Virgets, who had been a senior associate athletic director at the U.S. Naval Academy, acknowledged that Rakhimov’s notoriety presented problems.
“Is this the best person to run AIBA? Obviously not because they have some level of controversy,” Virgets said. “It would be much better if he wasn’t on that list and it would be much better if we had someone with his skill-set who could manage this crisis for AIBA. But quite frankly, I haven’t seen that individual who could manage this crisis.”
The Treasury Department’s designation accuses Rakhimov of collaborating with the Thieves-in-Law organization on business, arranging meetings and warning it of law enforcement issues.
“Rakhimov has been described as having moved from extortion and car theft to becoming one of Uzbekistan’s leading criminals and an important person involved in the heroin trade,” the department said in a statement.
That makes him toxic for businesses and individuals with links to the United States, including those dealing with AIBA. Switzerland’s Vaud Cantonal Bank said it could no longer work with the boxing federation. AIBA then took its banking operations to Serbia. The IOC did not let Rakhimov, who is based in Dubai, attend the Youth Olympics last month. British authorities blocked him from attending the 2012 Olympics in London and he was also denied a visa for the 2008 Games in Beijing.
Rakhimov’s Moscow-based lawyer, Yuri Kuznetsov, has spent years trying to clear his client’s name. He has tried to persuade the authorities in Russia, the United Arab Emirates, Uzbekistan and even Interpol to show the IOC that Rakhimov is no longer a fugitive.
Kuznetsov, during an interview in London last month, conceded that Rakhimov had to deal with unsavory characters after the fall of the Soviet Union, when he made his fortune importing foodstuffs.
“Of course he was not planning to rob a bank, he was not planning to make a crime, he had to meet with these people because they were controlling business,” he said.

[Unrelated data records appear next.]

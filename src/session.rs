//! One Huffman and one arithmetic coding session over the same tables,
//! run side by side on a worker pool.

use std::sync::{mpsc, Arc};

use threadpool::ThreadPool;

use crate::arithmetic::{ArithmeticCoder, EncodedValue};
use crate::diagnostics::Optimality;
use crate::error::Error;
use crate::huffman::{BitString, CodeTable, HuffmanEncoder, HuffmanTree};
use crate::logger;
use crate::model::{FrequencyTable, IntervalTable, Symbol};
use crate::precision::Precision;
use crate::Result;

pub struct SessionOptions {
    pub number_of_threads: usize,
    pub show_tree: bool,
}

pub struct HuffmanSession<S: Symbol> {
    pub codes: CodeTable<S>,
    pub encoded: BitString,
    pub decoded: Result<Vec<S>>,
    pub optimality: Result<Optimality>,
    pub tree_drawing: Option<String>,
}

pub struct ArithmeticSession<S: Symbol> {
    /// `None` when the precision ran out while encoding.
    pub encoded: Option<EncodedValue>,
    /// Carries the encoding error when there is no value to decode.
    pub decoded: Result<Vec<S>>,
}

enum Outcome<S: Symbol> {
    Huffman(Result<HuffmanSession<S>>),
    Arithmetic(Result<ArithmeticSession<S>>),
}

pub fn run_huffman_session<S: Symbol>(
    input: &[S],
    frequencies: &FrequencyTable<S>,
    show_tree: bool,
) -> Result<HuffmanSession<S>> {
    let tree = HuffmanTree::new(frequencies);
    let codes = tree.generate_codes();
    logger::log_code_table(&codes);
    let encoded = HuffmanEncoder::new(&codes).encode(input)?;
    let decoded = tree.decode(&encoded, input.len());
    let optimality = Optimality::evaluate(&codes, frequencies);
    if let Err(e) = &optimality {
        log::info!("Skipping optimality check: {}", e);
    }
    Ok(HuffmanSession {
        codes,
        encoded,
        decoded,
        optimality,
        tree_drawing: show_tree.then(|| tree.to_string()),
    })
}

pub fn run_arithmetic_session<S: Symbol>(
    input: &[S],
    intervals: &IntervalTable<S>,
    precision: Precision,
) -> Result<ArithmeticSession<S>> {
    let coder = ArithmeticCoder::new(intervals, precision);
    match coder.encode(input) {
        Ok(encoded) => {
            let decoded = coder.decode(encoded.value, input.len());
            if let Err(e) = &decoded {
                log::warn!("Arithmetic decoding failed: {}", e);
            }
            Ok(ArithmeticSession {
                encoded: Some(encoded),
                decoded,
            })
        }
        Err(e @ Error::PrecisionExhausted { .. }) => {
            log::warn!("Arithmetic encoding failed: {}", e);
            Ok(ArithmeticSession {
                encoded: None,
                decoded: Err(e),
            })
        }
        Err(e) => Err(e),
    }
}

pub fn run_sessions<S: Symbol>(
    input: Arc<Vec<S>>,
    frequencies: Arc<FrequencyTable<S>>,
    intervals: Arc<IntervalTable<S>>,
    precision: Precision,
    options: &SessionOptions,
) -> Result<(HuffmanSession<S>, ArithmeticSession<S>)> {
    let threadpool = ThreadPool::new(options.number_of_threads.max(1));
    let (sender, receiver) = mpsc::channel();

    let huffman_sender = sender.clone();
    let huffman_input = Arc::clone(&input);
    let show_tree = options.show_tree;
    threadpool.execute(move || {
        let outcome = run_huffman_session(&huffman_input, &frequencies, show_tree);
        let _ = huffman_sender.send(Outcome::Huffman(outcome));
    });
    threadpool.execute(move || {
        let outcome = run_arithmetic_session(&input, &intervals, precision);
        let _ = sender.send(Outcome::Arithmetic(outcome));
    });

    // ends once both jobs dropped their sender, also when one of them panicked
    let mut huffman = None;
    let mut arithmetic = None;
    for outcome in receiver.iter() {
        match outcome {
            Outcome::Huffman(session) => huffman = Some(session),
            Outcome::Arithmetic(session) => arithmetic = Some(session),
        }
    }
    let huffman = huffman.ok_or(Error::SessionAborted("huffman"))??;
    let arithmetic = arithmetic.ok_or(Error::SessionAborted("arithmetic"))??;
    Ok((huffman, arithmetic))
}

#[cfg(test)]
mod test {
    use std::sync::Arc;

    use super::{run_sessions, SessionOptions};
    use crate::error::Error;
    use crate::model::FrequencyModel;
    use crate::precision::Precision;

    fn run(
        text: &str,
        number_of_threads: usize,
    ) -> (
        Vec<char>,
        super::HuffmanSession<char>,
        super::ArithmeticSession<char>,
    ) {
        let input: Vec<char> = text.chars().collect();
        let model = FrequencyModel::default();
        let frequencies = model.build(&input).unwrap();
        let intervals = model.intervals(&frequencies).unwrap();
        let options = SessionOptions {
            number_of_threads,
            show_tree: true,
        };
        let (huffman, arithmetic) = run_sessions(
            Arc::new(input.clone()),
            Arc::new(frequencies),
            Arc::new(intervals),
            Precision::default(),
            &options,
        )
        .unwrap();
        (input, huffman, arithmetic)
    }

    #[test]
    fn test_both_sessions_round_trip() {
        for number_of_threads in [1, 2, 4] {
            let (input, huffman, arithmetic) = run("barbara", number_of_threads);
            assert_eq!(huffman.decoded.unwrap(), input);
            assert_eq!(arithmetic.decoded.unwrap(), input);
            assert!(huffman.optimality.unwrap().is_optimal());
            assert!(huffman.tree_drawing.is_some());
        }
    }

    #[test]
    fn test_session_failures_stay_local() {
        let (_, huffman, arithmetic) = run("aaaa", 2);
        assert_eq!(huffman.encoded.to_string(), "0000");
        assert!(matches!(huffman.optimality, Err(Error::DegenerateAlphabet(_))));
        assert!(arithmetic.decoded.is_ok());
    }

    #[test]
    fn test_exhausted_precision_keeps_huffman_result() {
        let text = format!("{}ab", "aaab".repeat(12));
        let (input, huffman, arithmetic) = run(&text, 2);
        assert_eq!(huffman.decoded.unwrap(), input);
        assert!(arithmetic.encoded.is_none());
        assert!(matches!(
            arithmetic.decoded,
            Err(Error::PrecisionExhausted { digits: 10, .. })
        ));
    }
}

Pat Fiacco, a Canadian appointed to AIBA’s executive committee by Rakhimov, said the IOC’s treatment of Rakhimov was starting to feel like a violation of his human rights. He said even as the IOC had been critical of Rakhimov, it had failed to police its own members who face accusations of wrongdoing.
Those include the vice chairman of the IOC commission overseeing the 2020 Olympics, who is accused of sexual harassment in Israel, and a Kuwaiti sheikh identified as an unindicted co-conspirator by the U.S. Justice Department in a sports-corruption case last year.
Wu, who resigned as AIBA president last year amid accusations — that he denies — of financial mismanagement, remains an IOC member. Sheikh Ahmad Al-Fahad Al-Sabah stepped down temporarily Monday from the IOC amid allegations by Swiss prosecutors of forgery.
At the Youth Olympics in Argentina last month, the IOC hired the accounting firm PwC to oversee the judging at the boxing event after previous tournaments were mired by accusations of rigged decisions. Virgets said steps had been taken to address those challenges and deal with 38 doping cases dating to 2010 that had not been tackled by the previous leadership.
Documentation of the corrective measures taken by AIBA and a file with letters exonerating Rakhimov from the authorities in Russia and Uzbekistan has been sent to the IOC, Virgets said.
“I’d be the first person here to say, ‘If you can show evidence that Gafur Rakhimov is guilty, don’t just remove him from AIBA, but put him in jail,’” Virgets said.